Miliband's BBC interview today, in which he described the strikes as "wrong", went viral, according to LabourList. Mark Ferguson, the editor of LabourList, is appalled. This is what Ferguson blogged this evening:
It was cringeworthy viewing of the highest order. It evoked the clumsy attempts of the Brown years. It's a video nasty to rival Brown on expenses and Cameron's Gay Times interview.
Mehdi Hasan, the New Statesman journalist who has recently published a biography of Miliband, agrees with Ferguson. This is what Hasan tweeted in response to Ferguson:
So true. Unbelievably awful, wooden and repetititve interview by Ed M. Weird. Just weird.
So those who never quite subscribed to the New Labour view of the world are unhappy. That is one up for Blair who believes that a successful Labour leader should ceaselessly yank the party out of its "comfort zone" and onto the centre ground. It is also a blow for Cameron who wants to portray Miliband as an instinctive leftie.
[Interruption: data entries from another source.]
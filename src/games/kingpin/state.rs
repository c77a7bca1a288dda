//! Kingpin game state tracking

use serde::{Deserialize, Serialize};

use super::addresses::{AddressTable, MAP_NAME_LENGTH};
use crate::games::StateTracker;
use crate::memory::ProcessContext;

/// Game state as reported by the engine
#[derive(Debug, Clone, Copy, PartialEq, Eq, Default, Serialize, Deserialize)]
pub enum KingpinState {
    /// Nothing has been read yet
    #[default]
    Unread,
    MenuOrLoading,
    InGame,
    /// Any other state code
    Other(i32),
}

impl KingpinState {
    pub fn from_code(code: i32) -> Self {
        match code {
            3 => KingpinState::MenuOrLoading,
            4 => KingpinState::InGame,
            other => KingpinState::Other(other),
        }
    }
}

/// Values read during the last poll ticks
#[derive(Debug, Clone, Default, PartialEq, Eq, Serialize, Deserialize)]
pub struct GameSnapshot {
    pub previous_state: KingpinState,
    pub current_state: KingpinState,
    /// Empty until a map has been read
    pub previous_map: String,
    pub current_map: String,
    /// True only on the tick a map transition is observed
    pub map_changed: bool,
    pub in_special_cutscene: bool,
}

impl GameSnapshot {
    pub fn in_game(&self) -> bool {
        self.current_state == KingpinState::InGame
    }
}

/// Tracks Kingpin state across poll ticks
pub struct KingpinTracker {
    addresses: AddressTable,
    snapshot: GameSnapshot,
}

impl KingpinTracker {
    pub fn new(addresses: AddressTable) -> Self {
        Self {
            addresses,
            snapshot: GameSnapshot::default(),
        }
    }

    pub fn addresses(&self) -> &AddressTable {
        &self.addresses
    }

    fn update_state(&mut self, ctx: &ProcessContext) {
        let code = match ctx.read_i32(self.addresses.game_state) {
            Ok(code) => code,
            Err(e) => {
                log::trace!("Kingpin: state not updated: {}", e);
                return;
            }
        };

        self.snapshot.previous_state = self.snapshot.current_state;
        self.snapshot.current_state = KingpinState::from_code(code);

        if self.snapshot.previous_state != self.snapshot.current_state {
            log::debug!(
                "Kingpin: state {:?} -> {:?}",
                self.snapshot.previous_state,
                self.snapshot.current_state
            );
            self.update_map(ctx);
        }
    }

    fn update_map(&mut self, ctx: &ProcessContext) {
        match ctx.read_c_string(self.addresses.map_name, MAP_NAME_LENGTH) {
            Ok(map) if map != self.snapshot.current_map => {
                log::debug!("Kingpin: map '{}' -> '{}'", self.snapshot.current_map, map);
                self.snapshot.previous_map = std::mem::replace(&mut self.snapshot.current_map, map);
                self.snapshot.map_changed = true;
            }
            Ok(_) => {}
            Err(e) => log::trace!("Kingpin: map not updated: {}", e),
        }
    }

    fn update_cutscene(&mut self, ctx: &ProcessContext) {
        self.snapshot.in_special_cutscene = match ctx.read_u8(self.addresses.cutscene_flag) {
            Ok(flag) => flag != 0,
            Err(e) => {
                log::trace!("Kingpin: cutscene flag unreadable: {}", e);
                false
            }
        };
    }
}

impl StateTracker for KingpinTracker {
    type Snapshot = GameSnapshot;

    fn update(&mut self, ctx: &ProcessContext) {
        self.snapshot.map_changed = false;
        self.update_state(ctx);
        self.update_cutscene(ctx);
    }

    fn snapshot(&self) -> &GameSnapshot {
        &self.snapshot
    }

    fn is_loading(&self) -> Option<bool> {
        match self.snapshot.current_state {
            KingpinState::Unread => None,
            _ => Some(!self.snapshot.in_game()),
        }
    }
}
• Balls, who has been critical of the speed of the government's deficit reduction plans, criticised the European Commission's proposals to increase the EU budget:
When countries across the EU are having to make tough decisions to get their deficits down after the global financial crisis, these proposals are ill-judged, out of touch and cannot be supported. The European Commission should go back to the drawing board.
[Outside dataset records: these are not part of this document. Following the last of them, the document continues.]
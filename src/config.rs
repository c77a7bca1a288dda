//! Configuration types for the autosplitter
//!
//! The host hands over a TOML (or JSON) document describing the optional event
//! toggles, address overrides for specific game builds and the events to split on.

use serde::{Deserialize, Serialize};
use std::collections::HashSet;
use std::path::Path;

use crate::games::kingpin::{AddressTable, KingpinEvent, KingpinSettings, VersionConfig};
use crate::{AutosplitterError, Result};

/// Full autosplitter configuration
#[derive(Debug, Clone, Default, PartialEq, Serialize, Deserialize)]
pub struct AutosplitterConfig {
    /// Process names to attach to; empty means the game's defaults
    #[serde(default)]
    pub process_names: Vec<String>,
    #[serde(default)]
    pub settings: KingpinSettings,
    /// Addresses used when no version matches
    #[serde(default)]
    pub addresses: AddressTable,
    #[serde(default)]
    pub versions: Vec<VersionConfig>,
    /// Events to split on, in split order
    #[serde(default)]
    pub events: Vec<KingpinEvent>,
}

impl AutosplitterConfig {
    /// Parse a TOML configuration
    pub fn from_toml_str(s: &str) -> Result<Self> {
        let config: Self = toml::from_str(s)?;
        config.validate()?;
        Ok(config)
    }

    /// Parse a JSON configuration
    pub fn from_json_str(s: &str) -> Result<Self> {
        let config: Self = serde_json::from_str(s)?;
        config.validate()?;
        Ok(config)
    }

    /// Load a configuration file; `.json` files are parsed as JSON, anything else as TOML
    pub fn load(path: impl AsRef<Path>) -> Result<Self> {
        let path = path.as_ref();
        let contents = std::fs::read_to_string(path)?;
        log::info!("Loading autosplitter config from {}", path.display());

        match path.extension().and_then(|e| e.to_str()) {
            Some("json") => Self::from_json_str(&contents),
            _ => Self::from_toml_str(&contents),
        }
    }

    pub fn to_toml_string(&self) -> Result<String> {
        Ok(toml::to_string(self)?)
    }

    /// Check the configuration for values that can never work
    pub fn validate(&self) -> Result<()> {
        for (index, event) in self.events.iter().enumerate() {
            if event.map().is_some_and(|m| m.stem().trim().is_empty()) {
                return Err(AutosplitterError::InvalidConfig(format!(
                    "event {} ({}) has an empty map name",
                    index,
                    event.type_id()
                )));
            }
        }

        let mut names = HashSet::new();
        for version in &self.versions {
            if !names.insert(version.name.as_str()) {
                return Err(AutosplitterError::InvalidConfig(format!(
                    "duplicate version '{}'",
                    version.name
                )));
            }
        }

        if self.process_names.iter().any(|n| n.trim().is_empty()) {
            return Err(AutosplitterError::InvalidConfig(
                "process names must not be empty".to_string(),
            ));
        }

        Ok(())
    }
}

#[cfg(test)]
mod tests {
    use super::*;

    #[test]
    fn test_empty_config() {
        let config = AutosplitterConfig::from_toml_str("").unwrap();
        assert!(config.process_names.is_empty());
        assert_eq!(config.settings, KingpinSettings::default());
        assert_eq!(config.addresses, AddressTable::default());
        assert!(config.versions.is_empty());
        assert!(config.events.is_empty());
    }

    #[test]
    fn test_full_config() {
        let config = AutosplitterConfig::from_toml_str(
            r#"
            process_names = ["kingpin"]

            [settings]
            map_changed = false

            [addresses]
            cutscene_flag = 0x90A700

            [[versions]]
            name = "1.21"
            module_size = 0x1000000
            [versions.addresses]
            game_state = 0xE7A190

            [[events]]
            type = "map_loaded"
            map = "intro"

            [[events]]
            type = "map_finished"
            map = "intro"
            "#,
        )
        .unwrap();

        assert_eq!(config.process_names, vec!["kingpin"]);
        assert!(!config.settings.map_changed);
        assert!(config.settings.cutscene_started);
        assert_eq!(config.addresses.cutscene_flag, 0x90A700);
        assert_eq!(config.addresses.game_state, 0xE7A180);
        assert_eq!(config.versions[0].module_size, 0x1000000);
        assert_eq!(config.versions[0].addresses.game_state, 0xE7A190);
        assert_eq!(config.versions[0].addresses.map_name, 0x90A705);
        assert_eq!(
            config.events,
            vec![
                KingpinEvent::loaded_map("intro"),
                KingpinEvent::finished_map("intro.bsp"),
            ]
        );
    }

    #[test]
    fn test_json_config() {
        let config = AutosplitterConfig::from_json_str(
            r#"{"events": [{"type": "map_changed"}, {"type": "cutscene_started"}]}"#,
        )
        .unwrap();
        assert_eq!(
            config.events,
            vec![KingpinEvent::map_changed(), KingpinEvent::cutscene_started()]
        );
    }

    #[test]
    fn test_unknown_event_type_rejected() {
        let result = AutosplitterConfig::from_toml_str(
            r#"
            [[events]]
            type = "boss_killed"
            "#,
        );
        assert!(matches!(result, Err(AutosplitterError::Toml(_))));
    }

    #[test]
    fn test_empty_map_rejected() {
        let config = AutosplitterConfig {
            events: vec![KingpinEvent::loaded_map("")],
            ..Default::default()
        };
        assert!(matches!(
            config.validate(),
            Err(AutosplitterError::InvalidConfig(_))
        ));
    }

    #[test]
    fn test_duplicate_versions_rejected() {
        let version = VersionConfig {
            name: "1.21".to_string(),
            module_size: 0x1000,
            addresses: AddressTable::default(),
        };
        let config = AutosplitterConfig {
            versions: vec![version.clone(), version],
            ..Default::default()
        };
        assert!(matches!(
            config.validate(),
            Err(AutosplitterError::InvalidConfig(_))
        ));
    }

    #[test]
    fn test_to_toml_string_parses_back() {
        let config = AutosplitterConfig {
            events: vec![
                KingpinEvent::loaded_map("intro"),
                KingpinEvent::cutscene_started(),
            ],
            ..Default::default()
        };
        let text = config.to_toml_string().unwrap();
        assert_eq!(AutosplitterConfig::from_toml_str(&text).unwrap(), config);
    }

    #[test]
    fn test_load_missing_file() {
        let result = AutosplitterConfig::load("/nonexistent/kingpin.toml");
        assert!(matches!(result, Err(AutosplitterError::Io(_))));
    }
}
The consummate political operator was showing that he is no starry-eyed europhile and, in the process, showing that he is no deficit denier. Balls likes to remind eurosceptic Tories that he played a decisive role in ensuring Britain did not join the euro.
And what of the government's performance today after Miliband and Balls showed they have not lost the knack of pitching at least a couple of tent pegs on the centre ground? Well Francis Maude, the lead minister on the strikes, pulled out of an interview on Channel 4 News at short notice this evening. This followed a less than glorious performance on the Today programme this morning when Evan Davis, the clever economist, pointed out that Lord Hutton's report showed that public sector pensions were already due to decline as a proportion of GDP.
Andrew Sparrow has transcribed Maude's interview. Here is a taste:
ED: Did you say that it was going broke if nothing was done. Because I can only find that graph which shows the cost falling in terms of GDP. It has been repeated so often that it's unaffordable, it's out of control. I just can't see it in his report. He doesn't say it's unaffordable. He says it's not fair. And that's a very different justification for reforming pensions than it's unaffordable.
FM: And he said that if we want the system of defined benefit pensions, which few people elsewhere have, to be sustained into the future, long-term reform is needed.
ED: Is it unaffordable?
FM: It will be unless we make these changes.
ED: That's not what he says.
So a good week for the Labour leadership. But the party faces a long journey back to power. The week might end on a less happy note for Labour if the SNP does well in tonight's Inverclyde byelection.